Gesundheitsbedingte Einschränkungen im für ein Abschiebungsverbot relevanten Schweregrad sind weder durch aussagekräftige ärztliche Atteste substantiiert noch sonst ersichtlich. Der Kläger trägt keiner gesundheitlichen Einschränkungen vor. Ein Abschiebungsverbot gemäß § 60 Abs. 7 Satz 1 AufenthG kommt mithin ebenfalls nicht in Betracht kommt.
1.5. Die vom Bundesamt verfügte Ausreiseaufforderung und Abschiebungsandrohung sind nicht zu beanstanden. Die betreffende Entscheidung beruht auf § 34 Abs. 1 AsylG, § 59 Abs. 1 bis 3 AufenthG, § 36 Abs. 1 AsylG, deren Voraussetzungen hier gegeben sind.

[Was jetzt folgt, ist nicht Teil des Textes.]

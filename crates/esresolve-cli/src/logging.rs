//! Logging initialization for the CLI.
//!
//! The core crate only emits `tracing` events; the subscriber lives here.

use tracing::Level;
use tracing_subscriber::{fmt, prelude::*, EnvFilter};

/// Initialize the tracing subscriber.
///
/// `verbosity`: 0 = INFO, 1 = DEBUG, 2+ = TRACE. With `json`, log lines are
/// JSON objects on stderr so stdout stays machine-readable.
///
/// `RUST_LOG` is honored; the verbosity flag is layered on top of it.
pub fn init(verbosity: u8, json: bool) {
    let level = match verbosity {
        0 => Level::INFO,
        1 => Level::DEBUG,
        _ => Level::TRACE,
    };

    let mut filter = EnvFilter::try_from_default_env().unwrap_or_else(|_| EnvFilter::new("warn"));
    for crate_target in ["esresolve", "esresolve_core", "esresolve_cli"] {
        if let Ok(directive) = format!("{crate_target}={level}").parse() {
            filter = filter.add_directive(directive);
        }
    }

    let subscriber = tracing_subscriber::registry().with(filter);

    if json {
        subscriber
            .with(
                fmt::layer()
                    .json()
                    .with_current_span(true)
                    .with_span_list(false)
                    .with_writer(std::io::stderr),
            )
            .init();
    } else {
        subscriber
            .with(fmt::layer().with_target(false).with_writer(std::io::stderr))
            .init();
    }
}
//! Build driver.
//!
//! Owns the virtual file system, the optional import map and the plugin
//! orchestrator, and exposes one `resolve` / `load` pair to the external
//! toolchain. [`BuildDriver::build`] walks the module graph breadth-first
//! from the entry points, resolving the imports of each module concurrently.
//!
//! Resolution order for one specifier:
//!
//! 1. Plugins, in registration order (first `Some` wins).
//! 2. The import map. A rewritten specifier is offered to the plugins again,
//!    so a mapping to a URL can be claimed by a remote-loading plugin.
//! 3. Any remaining URL is external.
//! 4. Relative or rooted paths are probed in the VFS.
//! 5. Anything else is an unresolved bare specifier.

mod report;
mod toolchain;

pub use report::{BuildFailure, BuildReport, BuiltModule};
pub use toolchain::{
    scan_imports, ImportRecord, ScanToolchain, Toolchain, TransformOptions, TransformOutput,
};

use std::collections::{HashSet, VecDeque};
use std::ops::ControlFlow;
use std::sync::{PoisonError, RwLock, RwLockReadGuard, RwLockWriteGuard};

use futures::future::join_all;
use serde::Serialize;
use tracing::{debug, info, warn};
use url::Url;

use crate::config::Config;
use crate::error::{Error, ResolutionError, Result};
use crate::import_map::ImportMap;
use crate::plugin::{
    LoadArgs, Plugin, PluginError, PluginOrchestrator, ResolveArgs, ResolveKind, ResolveOutput,
    FILE_NAMESPACE,
};
use crate::vfs::path::{is_path_specifier, normalize};
use crate::vfs::{content_kind_of, ContentKind, FileContent, ResolvedFile, VirtualFs};

/// A resolved module reference.
#[derive(Debug, Clone, PartialEq, Eq, Hash, Serialize)]
pub struct ResolvedModule {
    pub path: String,
    pub namespace: String,
    pub external: bool,
}

impl ResolvedModule {
    fn file(path: impl Into<String>) -> Self {
        Self {
            path: path.into(),
            namespace: FILE_NAMESPACE.to_string(),
            external: false,
        }
    }

    fn external(path: impl Into<String>) -> Self {
        Self {
            external: true,
            ..Self::file(path)
        }
    }
}

impl From<ResolveOutput> for ResolvedModule {
    fn from(output: ResolveOutput) -> Self {
        Self {
            namespace: output.namespace().to_string(),
            path: output.path,
            external: output.external,
        }
    }
}

/// Contents of a loaded module.
#[derive(Debug, Clone, PartialEq, Eq)]
pub struct LoadedModule {
    pub path: String,
    pub namespace: String,
    pub contents: FileContent,
    pub loader: ContentKind,
}

/// Orchestrates resolution and loading for one project.
#[derive(Debug)]
pub struct BuildDriver {
    vfs: RwLock<VirtualFs>,
    import_map: Option<ImportMap>,
    plugins: PluginOrchestrator,
    config: Config,
}

impl BuildDriver {
    /// Create a driver over a file snapshot. The config's probing lists
    /// replace the snapshot's.
    #[must_use]
    pub fn new(vfs: VirtualFs, config: Config) -> Self {
        let vfs = vfs.with_resolution(config.extensions.clone(), config.index_files.clone());
        Self {
            vfs: RwLock::new(vfs),
            import_map: None,
            plugins: PluginOrchestrator::new(),
            config,
        }
    }

    #[must_use]
    pub fn with_import_map(mut self, import_map: ImportMap) -> Self {
        for warning in import_map.warnings() {
            warn!(warning = %warning, "import map");
        }
        self.import_map = Some(import_map);
        self
    }

    /// Register a plugin after those already registered.
    pub fn register(&mut self, plugin: &dyn Plugin) -> Result<(), PluginError> {
        self.plugins.register(plugin)
    }

    #[must_use]
    pub fn config(&self) -> &Config {
        &self.config
    }

    #[must_use]
    pub fn import_map(&self) -> Option<&ImportMap> {
        self.import_map.as_ref()
    }

    #[must_use]
    pub fn plugins(&self) -> &PluginOrchestrator {
        &self.plugins
    }

    /// Copy of the current file table.
    #[must_use]
    pub fn snapshot(&self) -> VirtualFs {
        self.vfs_read().clone()
    }

    /// Insert or replace a file between builds. Returns `false` when the
    /// path lies outside the virtual root and nothing was stored.
    pub fn write_file(&self, path: &str, content: impl Into<FileContent>) -> bool {
        self.vfs_write().write(path, content)
    }

    /// Remove a file between builds.
    pub fn delete_file(&self, path: &str) -> Option<FileContent> {
        self.vfs_write().delete(path)
    }

    fn vfs_read(&self) -> RwLockReadGuard<'_, VirtualFs> {
        self.vfs.read().unwrap_or_else(PoisonError::into_inner)
    }

    fn vfs_write(&self) -> RwLockWriteGuard<'_, VirtualFs> {
        self.vfs.write().unwrap_or_else(PoisonError::into_inner)
    }

    fn probe(&self, base: &str, specifier: &str) -> Result<ResolvedFile> {
        self.vfs_read().resolve_with_fallbacks(base, specifier)
    }

    fn read_file(&self, path: &str) -> Result<FileContent> {
        self.vfs_read().read(path).cloned()
    }

    /// Resolve one request.
    pub async fn resolve(&self, args: ResolveArgs) -> Result<ResolvedModule> {
        if let Some(output) = self.plugins.run_resolve(args.clone()).await? {
            return Ok(self.settle_plugin_output(output));
        }

        let importer = args.importer.as_deref();
        let referrer = importer.unwrap_or("/");
        let mut specifier = args.path.clone();

        if let Some(map) = &self.import_map {
            if let Some(target) = map.resolve(&args.path, referrer)? {
                if target != args.path {
                    let rewritten = ResolveArgs {
                        path: target.clone(),
                        ..args.clone()
                    };
                    if let Some(output) = self.plugins.run_resolve(rewritten).await? {
                        return Ok(self.settle_plugin_output(output));
                    }
                }
                specifier = target;
            }
        }

        if !is_path_specifier(&specifier) && Url::parse(&specifier).is_ok() {
            debug!(specifier = %specifier, "unclaimed URL is external");
            return Ok(ResolvedModule::external(specifier));
        }

        let path_like = is_path_specifier(&specifier) || args.kind == ResolveKind::EntryPoint;
        if !path_like {
            return Err(ResolutionError::unmapped(&args.path, importer).into());
        }
        if args.namespace != FILE_NAMESPACE {
            return Err(Error::not_found(&args.path, importer));
        }

        let specifier = if is_path_specifier(&specifier) {
            specifier
        } else {
            normalize(&specifier)
        };
        let found = self
            .probe(referrer, &specifier)
            .map_err(|_| Error::not_found(&args.path, importer))?;
        debug!(specifier = %args.path, path = %found.path, "resolved in vfs");
        Ok(ResolvedModule::file(found.path))
    }

    /// Resolve a static import of `specifier` from a file (or an entry point
    /// when `importer` is `None`).
    pub async fn resolve_specifier(
        &self,
        specifier: &str,
        importer: Option<&str>,
    ) -> Result<ResolvedModule> {
        let kind = if importer.is_some() {
            ResolveKind::ImportStatement
        } else {
            ResolveKind::EntryPoint
        };
        self.resolve(ResolveArgs::new(specifier, importer, kind)).await
    }

    /// A plugin that lands in the file namespace may omit the extension or
    /// name a directory; probe the VFS for it when it is not an exact hit.
    fn settle_plugin_output(&self, output: ResolveOutput) -> ResolvedModule {
        let mut module = ResolvedModule::from(output);
        if module.namespace == FILE_NAMESPACE
            && !module.external
            && module.path.starts_with('/')
        {
            if let Ok(found) = self.probe("/", &module.path) {
                module.path = found.path;
            }
        }
        module
    }

    /// Load a resolved module through the plugins, then the VFS.
    pub async fn load(&self, module: &ResolvedModule) -> Result<LoadedModule> {
        let args = LoadArgs::new(&module.path, &module.namespace);
        if let Some(output) = self.plugins.run_load(args).await? {
            return Ok(LoadedModule {
                path: module.path.clone(),
                namespace: module.namespace.clone(),
                loader: output.loader.unwrap_or_else(|| content_kind_of(&module.path)),
                contents: output.contents,
            });
        }

        if module.namespace != FILE_NAMESPACE {
            return Err(Error::not_found(&module.path, None));
        }
        Ok(LoadedModule {
            path: module.path.clone(),
            namespace: module.namespace.clone(),
            contents: self.read_file(&module.path)?,
            loader: content_kind_of(&module.path),
        })
    }

    /// Walk the module graph from `entries`.
    ///
    /// Non-fatal failures are collected and the walk continues; the first
    /// fatal one stops it with `aborted` set.
    pub async fn build(&self, entries: &[&str], toolchain: &dyn Toolchain) -> BuildReport {
        let mut walk = Walk::default();
        if let Some(map) = &self.import_map {
            walk.report.warnings.extend(map.warnings().iter().cloned());
        }

        let requests = entries
            .iter()
            .map(|entry| self.resolve(ResolveArgs::new(*entry, None, ResolveKind::EntryPoint)));
        let resolved = join_all(requests).await;
        for (entry, result) in entries.iter().zip(resolved) {
            if walk.visit(result, entry, None).is_break() {
                return walk.finish();
            }
        }

        while let Some(pending) = walk.queue.pop_front() {
            let importer = pending.importer.as_deref();
            let loaded = match self.load(&pending.module).await {
                Ok(loaded) => loaded,
                Err(Error::FileNotFound { path, importer: None }) => {
                    let err = Error::not_found(path, importer);
                    if walk.record(&err, Some(&pending.specifier), importer).is_break() {
                        return walk.finish();
                    }
                    continue;
                }
                Err(err) => {
                    if walk.record(&err, Some(&pending.specifier), importer).is_break() {
                        return walk.finish();
                    }
                    continue;
                }
            };

            let Some(code) = loaded.contents.as_text().filter(|_| loaded.loader.is_textual()) else {
                walk.report.modules.push(BuiltModule {
                    path: loaded.path,
                    namespace: loaded.namespace,
                    loader: loaded.loader,
                    code: None,
                    dependencies: Vec::new(),
                });
                continue;
            };

            let options = TransformOptions {
                path: loaded.path.clone(),
                namespace: loaded.namespace.clone(),
                loader: loaded.loader,
            };
            let output = match toolchain.transform(code, &options) {
                Ok(output) => output,
                Err(err) => {
                    let err = Error::Transform {
                        path: loaded.path.clone(),
                        message: err.to_string(),
                    };
                    if walk.record(&err, Some(&loaded.path), None).is_break() {
                        return walk.finish();
                    }
                    continue;
                }
            };

            let requests = output.imports.iter().map(|import| {
                self.resolve(ResolveArgs {
                    path: import.specifier.clone(),
                    importer: Some(loaded.path.clone()),
                    namespace: loaded.namespace.clone(),
                    kind: import.kind,
                })
            });
            let resolved = join_all(requests).await;

            let mut dependencies = Vec::new();
            let mut stop = false;
            for (import, result) in output.imports.iter().zip(resolved) {
                if let Ok(dep) = &result {
                    dependencies.push(dep.path.clone());
                }
                if walk
                    .visit(result, &import.specifier, Some(&loaded.path))
                    .is_break()
                {
                    stop = true;
                    break;
                }
            }

            walk.report.modules.push(BuiltModule {
                path: loaded.path,
                namespace: loaded.namespace,
                loader: loaded.loader,
                code: Some(output.code),
                dependencies,
            });
            if stop {
                return walk.finish();
            }
        }

        walk.finish()
    }
}

/// A module waiting to be loaded, with the import that reached it first.
struct Pending {
    module: ResolvedModule,
    specifier: String,
    importer: Option<String>,
}

/// Traversal state for one build.
#[derive(Default)]
struct Walk {
    report: BuildReport,
    seen: HashSet<(String, String)>,
    queue: VecDeque<Pending>,
}

impl Walk {
    fn visit(
        &mut self,
        result: Result<ResolvedModule>,
        specifier: &str,
        importer: Option<&str>,
    ) -> ControlFlow<()> {
        match result {
            Ok(module) if module.external => {
                self.report.add_external(&module.path);
                ControlFlow::Continue(())
            }
            Ok(module) => {
                if self
                    .seen
                    .insert((module.namespace.clone(), module.path.clone()))
                {
                    self.queue.push_back(Pending {
                        module,
                        specifier: specifier.to_string(),
                        importer: importer.map(str::to_string),
                    });
                }
                ControlFlow::Continue(())
            }
            Err(err) => self.record(&err, Some(specifier), importer),
        }
    }

    fn record(
        &mut self,
        err: &Error,
        specifier: Option<&str>,
        importer: Option<&str>,
    ) -> ControlFlow<()> {
        if err.is_fatal() {
            warn!(code = err.code(), error = %err, "build aborted");
            self.report.fail(err, specifier, importer);
            self.report.aborted = true;
            return ControlFlow::Break(());
        }
        debug!(code = err.code(), error = %err, "build failure collected");
        self.report.fail(err, specifier, importer);
        ControlFlow::Continue(())
    }

    fn finish(self) -> BuildReport {
        info!(
            modules = self.report.modules.len(),
            externals = self.report.externals.len(),
            failures = self.report.failures.len(),
            aborted = self.report.aborted,
            "build finished"
        );
        self.report
    }
}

1.6. Schließlich sind auch gegen die Befristung des gesetzlichen Einreise- und Aufenthaltsverbots des § 11 Abs. 1 AufenthG auf 30 Monate ab dem Tag der Abschiebung (Ziffer 6 des Bescheids) keine durchgreifenden rechtlichen Bedenken vorgetragen worden oder sonst ersichtlich. Insbesondere sind keine Ermessensfehler des Bundesamts bei der Bemessung der Frist nach § 11 Abs. 2 i.V.m. Abs. 1 AufenthG zu erkennen.
Somit hatte die Klage insgesamt keinen Erfolg.
2. Die Kostenentscheidung beruht auf § 154 Abs. 1 VwGO, § 83b AsylG.